Todo ello crea una atmosfera especial. Una ciudad llena de obras en su corazón, con una plaza principal invadida por una especie de grada del Roland Garrós y rodeada por centenares de niños (y sus padres correspondientes) que cambian estampas en una esquina de la misma. Un conato de manifestación reivindicativa ocupa otra parte y, el resto, los habituales vendedores de relojes de segunda mano y otros comercios similares.

Caminar por la zona es casi imposible, entrar a la catedral para hacer oración es una aventura, circular por calle Santa María… un slalom entre mesas de bares, expositores de zarandajas y ¡hasta un nazareno perfectamente equipado en la puerta de una antigua cerería!

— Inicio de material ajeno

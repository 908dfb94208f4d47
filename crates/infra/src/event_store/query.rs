//! Event query interface for inspection and debugging.
//!
//! This module provides read-only query capabilities for inspecting events
//! in the event store. All queries are tenant-scoped and paginated by default.

use chrono::{DateTime, Utc};
use forgeerp_core::{AggregateId, TenantId};
use serde::{Deserialize, Serialize};

use crate::event_store::{EventStoreError, StoredEvent};

/// Pagination parameters for event queries.
#[derive(Debug, Clone, Copy, Serialize, Deserialize)]
pub struct Pagination {
    /// Maximum number of events to return.
    pub limit: u32,
    /// Offset for pagination (0-based).
    pub offset: u32,
}

impl Default for Pagination {
    fn default() -> Self {
        Self {
            limit: 50,  // Safe default
            offset: 0,
        }
    }
}

impl Pagination {
    pub fn new(limit: Option<u32>, offset: Option<u32>) -> Self {
        Self {
            limit: limit.unwrap_or(50).min(1000), // Cap at 1000 for safety
            offset: offset.unwrap_or(0),
        }
    }
}

/// Filter criteria for event queries.
#[derive(Debug, Clone, Serialize, Deserialize)]
pub struct EventFilter {
    /// Filter by aggregate ID (optional).
    pub aggregate_id: Option<AggregateId>,
    /// Filter by aggregate type (optional, e.g., "inventory.item").
    pub aggregate_type: Option<String>,
    /// Filter by event type (optional, e.g., "inventory.item.created").
    pub event_type: Option<String>,
    /// Filter events that occurred after this time (optional).
    pub occurred_after: Option<DateTime<Utc>>,
    /// Filter events that occurred before this time (optional).
    pub occurred_before: Option<DateTime<Utc>>,
}

impl Default for EventFilter {
    fn default() -> Self {
        Self {
            aggregate_id: None,
            aggregate_type: None,
            event_type: None,
            occurred_after: None,
            occurred_before: None,
        }
    }
}

/// Paginated event query result.
#[derive(Debug, Clone, Serialize, Deserialize)]
pub struct EventQueryResult {
    /// The events matching the query.
    pub events: Vec<StoredEvent>,
    /// Total number of events matching the filter (across all pages).
    pub total: u64,
    /// Pagination parameters used.
    pub pagination: Pagination,
    /// Whether there are more events available.
    pub has_more: bool,
}

/// Async query interface for event inspection.
///
/// This trait provides read-only query capabilities for inspecting events.
/// All queries are tenant-scoped and paginated by default.
#[async_trait::async_trait]
pub trait EventQuery: Send + Sync {
    /// Query events for a tenant with optional filters and pagination.
    ///
    /// Returns events matching the filter criteria, ordered by occurred_at (descending)
    /// and sequence_number (ascending for same timestamp).
    async fn query_events(
        &self,
        tenant_id: TenantId,
        filter: EventFilter,
        pagination: Pagination,
    ) -> Result<EventQueryResult, EventStoreError>;

    /// Get events for a specific aggregate stream.
    ///
    /// This is a convenience method that queries events for a specific aggregate.
    /// Note: This uses `query_events` which orders by occurred_at DESC; for aggregate streams,
    /// you may want sequence_number order (ascending), which `load_stream` provides.
    /// This method is provided for consistency with the query interface.
    async fn get_aggregate_events(
        &self,
        tenant_id: TenantId,
        aggregate_id: AggregateId,
        pagination: Option<Pagination>,
    ) -> Result<EventQueryResult, EventStoreError> {
        let filter = EventFilter {
            aggregate_id: Some(aggregate_id),
            ..Default::default()
        };
        self.query_events(tenant_id, filter, pagination.unwrap_or_default()).await
    }

    /// Get a single event by its ID.
    ///
    /// Returns the event if it exists and belongs to the tenant.
    async fn get_event_by_id(
        &self,
        tenant_id: TenantId,
        event_id: uuid::Uuid,
    ) -> Result<Option<StoredEvent>, EventStoreError>;
}

#[cfg(test)]
mod tests {
    use super::*;
    use forgeerp_core::AggregateId;

    fn test_tenant_id() -> TenantId {
        TenantId::new()
    }

    fn test_order_id() -> PurchaseOrderId {
        PurchaseOrderId::new(AggregateId::new())
    }

    fn test_supplier_id() -> PartyId {
        PartyId::new(AggregateId::new())
    }

    fn test_product_id() -> ProductId {
        ProductId::new(AggregateId::new())
    }

    fn test_time() -> DateTime<Utc> {
        Utc::now()
    }

    #[test]
    fn create_purchase_order_emits_purchase_order_created_event() {
        let order = PurchaseOrder::empty(test_order_id());
        let tenant_id = test_tenant_id();
        let order_id = test_order_id();
        let supplier_id = test_supplier_id();

        let cmd = CreatePurchaseOrder {
            tenant_id,
            order_id,
            supplier_id,
            occurred_at: test_time(),
        };

        let events = order
            .handle(&PurchaseOrderCommand::CreatePurchaseOrder(cmd.clone()))
            .unwrap();
        assert_eq!(events.len(), 1);

        match &events[0] {
            PurchaseOrderEvent::PurchaseOrderCreated(e) => {
                assert_eq!(e.tenant_id, tenant_id);
                assert_eq!(e.order_id, order_id);
                assert_eq!(e.supplier_id, supplier_id);
            }
            _ => panic!("Expected PurchaseOrderCreated event"),
        }
    }

    #[test]
    fn approve_moves_status_to_approved() {
        let mut order = PurchaseOrder::empty(test_order_id());
        let tenant_id = test_tenant_id();
        let order_id = test_order_id();
        let supplier_id = test_supplier_id();

        let create_cmd = CreatePurchaseOrder {
            tenant_id,
            order_id,
            supplier_id,
            occurred_at: test_time(),
        };
        let events = order
            .handle(&PurchaseOrderCommand::CreatePurchaseOrder(create_cmd))
            .unwrap();
        order.apply(&events[0]);
        assert_eq!(order.status(), PurchaseOrderStatus::Draft);

        // Add a default line so approval is valid.
        let add_cmd = AddLine {
            tenant_id,
            order_id,
            product_id: test_product_id(),
            quantity: 10,
            occurred_at: test_time(),
        };
        let events = order
            .handle(&PurchaseOrderCommand::AddLine(add_cmd))
            .unwrap();
        order.apply(&events[0]);

        let approve_cmd = Approve {
            tenant_id,
            order_id,
            occurred_at: test_time(),
        };
        let events = order
            .handle(&PurchaseOrderCommand::Approve(approve_cmd))
            .unwrap();
        order.apply(&events[0]);
        assert_eq!(order.status(), PurchaseOrderStatus::Approved);
    }

    #[test]
    fn cannot_receive_before_approval() {
        let mut order = PurchaseOrder::empty(test_order_id());
        let tenant_id = test_tenant_id();
        let order_id = test_order_id();
        let supplier_id = test_supplier_id();

        let create_cmd = CreatePurchaseOrder {
            tenant_id,
            order_id,
            supplier_id,
            occurred_at: test_time(),
        };
        let events = order
            .handle(&PurchaseOrderCommand::CreatePurchaseOrder(create_cmd))
            .unwrap();
        order.apply(&events[0]);

        // Add a line but do not approve.
        let add_cmd = AddLine {
            tenant_id,
            order_id,
            product_id: test_product_id(),
            quantity: 10,
            occurred_at: test_time(),
        };
        let events = order
            .handle(&PurchaseOrderCommand::AddLine(add_cmd))
            .unwrap();
        order.apply(&events[0]);

        let receive_cmd = ReceiveGoods {
            tenant_id,
            order_id,
            occurred_at: test_time(),
        };
        let err = order
            .handle(&PurchaseOrderCommand::ReceiveGoods(receive_cmd))
            .unwrap_err();
        match err {
            DomainError::InvariantViolation(msg)
                if msg.contains("cannot receive goods before purchase order is approved") => {}
            _ => panic!("Expected InvariantViolation for receiving before approval"),
        }
    }

    #[test]
    fn receive_after_approval_emits_goods_received() {
        let mut order = PurchaseOrder::empty(test_order_id());
        let tenant_id = test_tenant_id();
        let order_id = test_order_id();
        let supplier_id = test_supplier_id();
        let product_id = test_product_id();

        let create_cmd = CreatePurchaseOrder {
            tenant_id,
            order_id,
            supplier_id,
            occurred_at: test_time(),
        };
        let events = order
            .handle(&PurchaseOrderCommand::CreatePurchaseOrder(create_cmd))
            .unwrap();
        order.apply(&events[0]);

        let add_cmd = AddLine {
            tenant_id,
            order_id,
            product_id,
            quantity: 10,
            occurred_at: test_time(),
        };
        let events = order
            .handle(&PurchaseOrderCommand::AddLine(add_cmd))
            .unwrap();
        order.apply(&events[0]);

        let approve_cmd = Approve {
            tenant_id,
            order_id,
            occurred_at: test_time(),
        };
        let events = order
            .handle(&PurchaseOrderCommand::Approve(approve_cmd))
            .unwrap();
        order.apply(&events[0]);
        assert_eq!(order.status(), PurchaseOrderStatus::Approved);

        let receive_cmd = ReceiveGoods {
            tenant_id,
            order_id,
            occurred_at: test_time(),
        };
        let events = order
            .handle(&PurchaseOrderCommand::ReceiveGoods(receive_cmd))
            .unwrap();
        assert_eq!(events.len(), 1);

        match &events[0] {
            PurchaseOrderEvent::GoodsReceived(e) => {
                assert_eq!(e.tenant_id, tenant_id);
                assert_eq!(e.order_id, order_id);
                assert_eq!(e.supplier_id, supplier_id);
                assert_eq!(e.lines.len(), 1);
                assert_eq!(e.lines[0].product_id, product_id);
                assert_eq!(e.lines[0].quantity, 10);
            }
            _ => panic!("Expected GoodsReceived event"),
        }
    }
}


//! Saga infrastructure: persistence and command execution.

pub mod sales_ar;

use forgeerp_core::{AggregateId, TenantId};
use forgeerp_events::Saga;
use serde_json::Value as JsonValue;

use crate::event_store::{EventStore, StoredEvent, UncommittedEvent};

/// Repository for persisting saga events via the event store.
pub struct SagaRepository<S: Saga, E: EventStore> {
    event_store: E,
    _phantom: std::marker::PhantomData<S>,
}

impl<S: Saga, E: EventStore> SagaRepository<S, E> {
    pub fn new(event_store: E) -> Self {
        Self {
            event_store,
            _phantom: std::marker::PhantomData,
        }
    }

    /// Load saga event history for a saga instance.
    pub fn load(&self, tenant_id: TenantId, saga_id: AggregateId) -> Result<Vec<StoredEvent>, crate::event_store::EventStoreError> {
        self.event_store.load_stream(tenant_id, saga_id)
    }

    /// Append a saga event (Emit action).
    pub fn append_emit(
        &self,
        tenant_id: TenantId,
        saga_id: AggregateId,
        event_type: &str,
        payload: JsonValue,
    ) -> Result<Vec<StoredEvent>, crate::event_store::EventStoreError> {
        let uncommitted = UncommittedEvent {
            tenant_id,
            aggregate_id: saga_id,
            aggregate_type: S::saga_type().to_string(),
            event_id: uuid::Uuid::now_v7(),
            event_type: event_type.to_string(),
            event_version: 1,
            payload,
            occurred_at: chrono::Utc::now(),
        };
        self.event_store.append(vec![uncommitted], forgeerp_core::ExpectedVersion::Any)
    }
}

/// Command executor trait for saga actions.
pub trait CommandExecutor: Send + Sync {
    type Error: std::fmt::Debug;

    fn execute(
        &self,
        tenant_id: TenantId,
        aggregate_type: &str,
        command_type: &str,
        payload: &JsonValue,
    ) -> Result<(), Self::Error>;
}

Mientras tanto, enfrente, en la esquina de calle Sánchez Pastor me topo por una mesa llena de refrescos que ocupan cinco damas perfectamente ataviadas a lo musulmán con sus cabezas cubiertas y unos ropajes que indican poderío económico.

De músicos para que hablar, todos muy buenos, junto a los mimos, los pintores, los vagabundos, los mendigos y los vendedores de abalorios. He echado de menos a mi viejo amigo de la flauta y el perro que nos destrozaba los tímpanos en Calle Santa María hace años.

No me he atrevido a bajar por Calle Larios. Mi cuerpo no daba para más. Al cruzar el puente “alemán” de Santo Domingo, me he encontrado con el ensayo de unos hombres de trono deambulando por los alrededores de Santo Domingo. Mientras, en la cercanía, suena la banda de la Expiración que ensaya a trompazo desatado.

Toda esa vorágine de sensaciones ha dado pie a mi inspiración y me ha permitido presentarles mentalmente un cuadro naif malagueño, al estilo de los de mi amigo Jaime Díaz Ritwaggen. A los mayores malacitanos aun nos queda alguna Campana, la Casa del Guardia, el limpia de la Cosmopolita y los churros de Aranda. La buena noticia de hoy me la suministra esta ciudad que todo lo acoge y que es hospitalaria como ninguna. Por eso nuestras calles están llenas todo el año de personas que viene a disfrutarla, aunque a algunos nos fastidien los viejos recuerdos de una Málaga más tranquila. Por cierto, les acompaño la foto del pseudo-trono. Es otra novedad.